Dr. Lipton then took this a step further, which brings us back to the cancer question. "Here's the connection: With fifty trillion cells in your body, the human body is the equivalent of a skin-covered petri dish. Moving your body from one environment to another alters the composition of the ‘culture medium,' the blood. The chemistry of the body's culture medium determines the nature of the cell's environment within you. The blood's chemistry is largely impacted by the chemicals emitted from your brain.
Other than the brain, two other factors impact the fate of cells, according to Dr. Lipton: toxins and trauma. All three factors have been associated with the onset of cancer.
"If we believe that all of the irreversible changes, mutations and effects of carcinogens make cells rapidly grow, then the mechanism that allows cells to stop growing and assume new changes in character must be of great importance," added Sarkar. "The study of cancer progression is key to understanding how cancer cells continue to differentiate."During cancer progression, there are different stages of rapid growth and differentiation. The control that allows for this switch between growth and differentiation can only be achieved through reversible mechanisms, such as epigenetic changes.
Sarkar and colleagues have previously proposed that epigenetic changes are involved in cancer progenitor cell formation and cancer progression. They also believe that epigenetic changes have the ability to control rapid growth and change of characteristics (different grades/types of tumors) which may involve physiological processes that the cancer cells are subjected to within the body's terrain.

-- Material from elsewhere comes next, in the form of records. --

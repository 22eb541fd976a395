//! 临时写入与原子替换的辅助方法。

use std::io;
use std::path::{Path, PathBuf};
use tokio::fs::{self, File};
use tokio::io::AsyncWriteExt;
use uuid::Uuid;

/// 可用于原子替换的临时文件封装，在 [`AtomicFile::finalize`] 时替换 `target`。
pub struct AtomicFile {
    target: PathBuf,
    temp_path: PathBuf,
    file: File,
}

impl AtomicFile {
    /// 在目标路径同目录创建临时文件。
    pub async fn new(target: &Path) -> io::Result<Self> {
        let parent = target
            .parent()
            .ok_or_else(|| io::Error::new(io::ErrorKind::InvalidInput, "target has no parent"))?;
        let base = target
            .file_name()
            .map(|name| name.to_string_lossy())
            .unwrap_or_else(|| "file".into());
        let temp_path = parent.join(format!(".{base}.tmp.{}", Uuid::new_v4()));
        let file = File::create(&temp_path).await?;
        Ok(Self {
            target: target.to_path_buf(),
            temp_path,
            file,
        })
    }

    pub fn file_mut(&mut self) -> &mut File {
        &mut self.file
    }

    pub async fn cleanup(self) {
        let _ = fs::remove_file(&self.temp_path).await;
    }

    /// 同步并原子替换目标文件。
    pub async fn finalize(self) -> io::Result<()> {
        self.file.sync_all().await?;
        drop(self.file);

        if let Err(err) = fs::rename(&self.temp_path, &self.target).await {
            let _ = fs::remove_file(&self.temp_path).await;
            return Err(err);
        }

        if let Some(parent) = self.target.parent() {
            let _ = sync_dir(parent).await;
        }
        Ok(())
    }

    /// 与 [`AtomicFile::finalize`] 类似，但目标已存在时返回 `AlreadyExists` 而不替换。
    pub async fn persist_new(self) -> io::Result<()> {
        let synced = self.file.sync_all().await;
        drop(self.file);
        let linked = match synced {
            Ok(()) => fs::hard_link(&self.temp_path, &self.target).await,
            Err(err) => Err(err),
        };
        let _ = fs::remove_file(&self.temp_path).await;
        linked?;

        if let Some(parent) = self.target.parent() {
            let _ = sync_dir(parent).await;
        }
        Ok(())
    }
}

/// 仅在 `target` 不存在时写入 `contents`。
///
/// 先以临时名称写入并同步，再以硬链接放到目标位置，
/// 因此 `target` 要么不存在，要么内容完整。
pub async fn write_new(target: &Path, contents: &[u8]) -> io::Result<()> {
    let mut atomic = AtomicFile::new(target).await?;
    if let Err(err) = atomic.file_mut().write_all(contents).await {
        atomic.cleanup().await;
        return Err(err);
    }
    atomic.persist_new().await
}

/// 以 `contents` 原子替换 `target`，不会暴露写了一半的文件。
pub async fn write_atomic(target: &Path, contents: &[u8]) -> io::Result<()> {
    let mut atomic = AtomicFile::new(target).await?;
    if let Err(err) = atomic.file_mut().write_all(contents).await {
        atomic.cleanup().await;
        return Err(err);
    }
    atomic.finalize().await
}

async fn sync_dir(path: &Path) -> io::Result<()> {
    let path = path.to_path_buf();
    tokio::task::spawn_blocking(move || {
        let dir = std::fs::File::open(path)?;
        dir.sync_all()
    })
    .await
    .map_err(|err| io::Error::other(err.to_string()))?
}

Sarkar compares the stages of cancer growth to a rocket orbiting in space -- that is, that an object within an orbit continues to circle a given path, until it is given a signal (or additional fuel) to propel itself into a further orbit. This comparison can be made for cancer progenitor cells and epigenetics. A specific cell continues to grow at a certain stage until it is given a signal -- in this case, an epigenetic switch -- that propels it to differentiate into a new orbit, or further differentiated cell.
The findings may deepen our understanding of the genetic changes that can lead to cancer and how these can be influenced by our diet and our environment. The findings can potentially open new ways of identifying, managing and treating cancer through lifestyle changes instead of conventional modes of treatment.